High-frequency vibratory rollers have emerged as an important weapon in the fight to achieve specs and still maintain the necessary production rates. In fact, they often set the pace on high-tonnage projects.
“We pave depending on the speed of the rollers,” says Rick Ricker, paving specialist at P.J. Keating Co., Lunenburg, MA, and a trainer with Team Paving Consulting. “If I’m going into battle, I want to know there’s a good chance I am going to get maximum speed out of my whole [paving] train... With the high frequency, if I’m having a good day and it’s going well, I can max out the equipment and get my production.”
Staying within the envelope
When compacting hot-mix asphalt, there is a limited temperature envelope during which the asphalt maintains a certain amount of pliability, notes Bruce Monical, marketing manager, Hamm Compaction Division, Wirtgen America. If the paver is moving fast, and the rollers can’t keep up, you lose your window of opportunity to effectively achieve density.
“It all boils down to time and temperature,” Ricker agrees. “The sooner we can get to the mix - the hotter it is - we’re going to achieve a greater density with that material.”
According to Dale Starry, director of strategic technology, Roadbuilding Division, Volvo Construction, successful paving operations require a careful balance between all of the elements of the paving process. “You want the paver and compactor to be able to process all of the mix that you can produce and deliver to the jobsite,” he states. “You don’t want an imbalance one way or the other, because it will cause you to be inefficient, less productive and less profitable.”
For example, say you have a paver that’s capable of 250 tph, but a roller that’s only capable of 100 tph. You would need three rollers to keep up with that one paver, Starry indicates. “Because of simple coordination, it may not be possible to have three rollers in the breakdown and intermediate rolling zones and achieve the air void removal before the mix has cooled,” he says.
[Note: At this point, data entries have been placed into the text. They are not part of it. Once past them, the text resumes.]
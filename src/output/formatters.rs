//! Reusable formatting utilities for CLI output

use std::time::Duration;

use chrono::{DateTime, Local, Utc};

/// Format a price in cents as dollars.
///
/// # Example output
/// `$3.50`, `-$0.25`
pub fn format_price(cents: i64) -> String {
    let sign = if cents < 0 { "-" } else { "" };
    let cents = cents.unsigned_abs();
    format!("{}${}.{:02}", sign, cents / 100, cents % 100)
}

/// Format an age relative to now.
///
/// # Example output
/// - `just now` (under a minute)
/// - `12m ago`
/// - `3h 5m ago`
pub fn format_age(age: Duration) -> String {
    let secs = age.as_secs();
    if secs < 60 {
        return "just now".to_string();
    }

    let hours = secs / 3600;
    let mins = (secs % 3600) / 60;
    if hours > 0 {
        format!("{}h {}m ago", hours, mins)
    } else {
        format!("{}m ago", mins)
    }
}

/// Format epoch milliseconds as local date/time, "N/A" if out of range.
pub fn format_millis_local(millis: i64) -> String {
    match DateTime::<Utc>::from_timestamp_millis(millis) {
        Some(dt) => format_local(&dt),
        None => "N/A".to_string(),
    }
}

/// Format a UTC timestamp in the local time zone
///
/// # Example output
/// `01/15/2025 14:30`
pub fn format_local(dt: &DateTime<Utc>) -> String {
    dt.with_timezone(&Local).format("%m/%d/%Y %H:%M").to_string()
}

/// Format a byte count with a binary unit
pub fn format_bytes(bytes: usize) -> String {
    const KIB: f64 = 1024.0;
    let bytes_f = bytes as f64;
    if bytes_f < KIB {
        format!("{} B", bytes)
    } else if bytes_f < KIB * KIB {
        format!("{:.1} KiB", bytes_f / KIB)
    } else {
        format!("{:.1} MiB", bytes_f / (KIB * KIB))
    }
}
//! Display model implementations for table and JSON output
//!
//! Display models transform API response types into CLI-friendly formats
//! with appropriate column names and serialization.

mod common;
mod menu;
mod order;

pub use menu::MenuItemDisplay;
pub use order::OrderDisplay;
//! Optimistic updates with background reconciliation
//!
//! [`SyncManager`] applies a mutation to local state straight away and
//! retries the remote call on a fixed schedule until it succeeds or the
//! schedule runs out.

pub mod manager;
pub mod schedule;

#[cfg(test)]
mod scenarios;

pub use manager::{SyncManager, SyncOperation};
pub use schedule::{RetryHandle, RetryPolicy};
“So ideally, what you would want is a roller with greater capability.”
This is where a high-frequency machine comes in. “You want to stay close to a certain temperature range, and a higher frequency compactor allows you to impact more often per foot traveled,” says Bill Stalzer, product manager - asphalt products, BOMAG Americas. “That allows higher production without causing a washboard because you’re trying to hurry.”
Faster rollers for fast pavers
Vibration frequency is the number of rotations/vibrations per minute of the eccentric (unbalanced weight) that can be achieved within the roller drums. “High frequency” is generally accepted as 3,600 vpm and above, though it varies depending on the manufacturer.
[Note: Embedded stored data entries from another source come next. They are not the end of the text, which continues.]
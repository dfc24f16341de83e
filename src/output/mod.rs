//! Output formatting for CLI results

use serde::Serialize;
use tabled::Tabled;

use crate::cli::OutputFormat;
use crate::error::Result;

pub mod formatters;
pub mod json;
pub mod table;

pub use json::{DataSource, JsonOutput};

/// Trait for types that can be formatted for output
pub trait Formattable {
    /// Format the data according to the specified format
    fn format(&self, format: OutputFormat, source: DataSource) -> Result<String>;
}

impl<T: Tabled + Serialize> Formattable for [T] {
    fn format(&self, format: OutputFormat, source: DataSource) -> Result<String> {
        match format {
            OutputFormat::Table => Ok(table::format_table(self)),
            OutputFormat::Json => Ok(json::format_json(self, source)?),
        }
    }
}

impl<T: Tabled + Serialize> Formattable for Vec<T> {
    fn format(&self, format: OutputFormat, source: DataSource) -> Result<String> {
        self.as_slice().format(format, source)
    }
}

/// Format and print data to stdout
pub fn print<T: Formattable + ?Sized>(data: &T, format: OutputFormat, source: DataSource) -> Result<()> {
    let output = data.format(format, source)?;
    println!("{}", output);
    Ok(())
}
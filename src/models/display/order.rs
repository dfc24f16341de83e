//! Order display model

use serde::Serialize;
use tabled::Tabled;

use super::common::{EMPTY_CELL, or_empty, truncate_string};
use crate::client::models::Order;
use crate::output::formatters::{format_local, format_price};

/// Longest item summary shown in a table cell
const MAX_ITEMS_WIDTH: usize = 48;

/// Order display model for table/JSON output.
#[derive(Debug, Clone, Tabled, Serialize)]
pub struct OrderDisplay {
    #[tabled(rename = "ORDER ID")]
    pub id: String,

    #[tabled(rename = "STATUS")]
    pub status: String,

    /// Item lines, e.g. "2x Bagel (cream cheese), Chai"
    #[tabled(rename = "ITEMS")]
    pub items: String,

    #[tabled(rename = "TOTAL")]
    pub total: String,

    #[tabled(rename = "CUSTOMER")]
    pub customer: String,

    #[tabled(rename = "PLACED")]
    pub placed: String,
}

impl From<&Order> for OrderDisplay {
    fn from(order: &Order) -> Self {
        let items = order
            .items
            .iter()
            .map(|line| {
                let mut text = if line.quantity > 1 {
                    format!("{}x {}", line.quantity, line.display_name())
                } else {
                    line.display_name().to_string()
                };
                if !line.modifiers.is_empty() {
                    text.push_str(&format!(" ({})", line.modifiers.join(", ")));
                }
                text
            })
            .collect::<Vec<_>>()
            .join(", ");

        Self {
            id: order.id.clone(),
            status: order.status.to_string(),
            items: truncate_string(&items, MAX_ITEMS_WIDTH),
            total: format_price(order.total_price),
            customer: or_empty(order.customer.as_deref()),
            placed: order
                .created_at
                .as_ref()
                .map(format_local)
                .unwrap_or_else(|| EMPTY_CELL.to_string()),
        }
    }
}
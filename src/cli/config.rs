//! Configuration commands

use colored::Colorize;

use crate::cli::GlobalOptions;
use crate::config::Config;
use crate::error::Result;

fn update(opts: &GlobalOptions, edit: impl FnOnce(&mut Config)) -> Result<()> {
    let mut config = Config::load_at(opts.config_ref())?;
    edit(&mut config);
    config.validate()?;
    config.save_at(opts.config_ref())
}

pub fn set_host(opts: &GlobalOptions, url: String) -> Result<()> {
    let url = url.trim_end_matches('/').to_string();
    update(opts, |c| c.api_host = url.clone())?;
    println!("{} API host set to {}", "✓".green(), url.cyan());
    Ok(())
}

pub fn set_session(opts: &GlobalOptions, cookie: String) -> Result<()> {
    update(opts, |c| c.session = Some(cookie.trim().to_string()))?;
    println!("{} Session saved", "✓".green());
    Ok(())
}

/// Set the default buttery; "none" clears it
pub fn set_buttery(opts: &GlobalOptions, name: String) -> Result<()> {
    let buttery = match name.trim() {
        "" | "none" => None,
        other => Some(other.to_string()),
    };
    update(opts, |c| c.buttery = buttery.clone())?;

    match buttery {
        Some(b) => println!("{} Default buttery set to {}", "✓".green(), b.bold()),
        None => println!("{} Default buttery cleared", "✓".green()),
    }
    Ok(())
}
A roller’s vibration frequency determines how fast it can travel and still maintain the necessary impacts to achieve density. As a general rule of thumb, optimal impact spacing is viewed as 10 to 12 impacts per linear foot.
A high-frequency roller is specifically designed to achieve optimal impact spacing at higher rates of travel. For example, a 3,800-vpm roller can maintain 10 impacts per foot at 380 feet per minute (fpm), vs. 240 fpm for a 2,400-vpm model. This enables it to keep up with faster pavers and still meet density specs.
“If you have a fast paver speed, you have to have a roller that can also operate pretty fast and still maintain impact spacing,” says Terry Humphrey, training manager, Caterpillar Paving. “The high-frequency compactor can operate at a higher working speed and still maintain good mat quality.”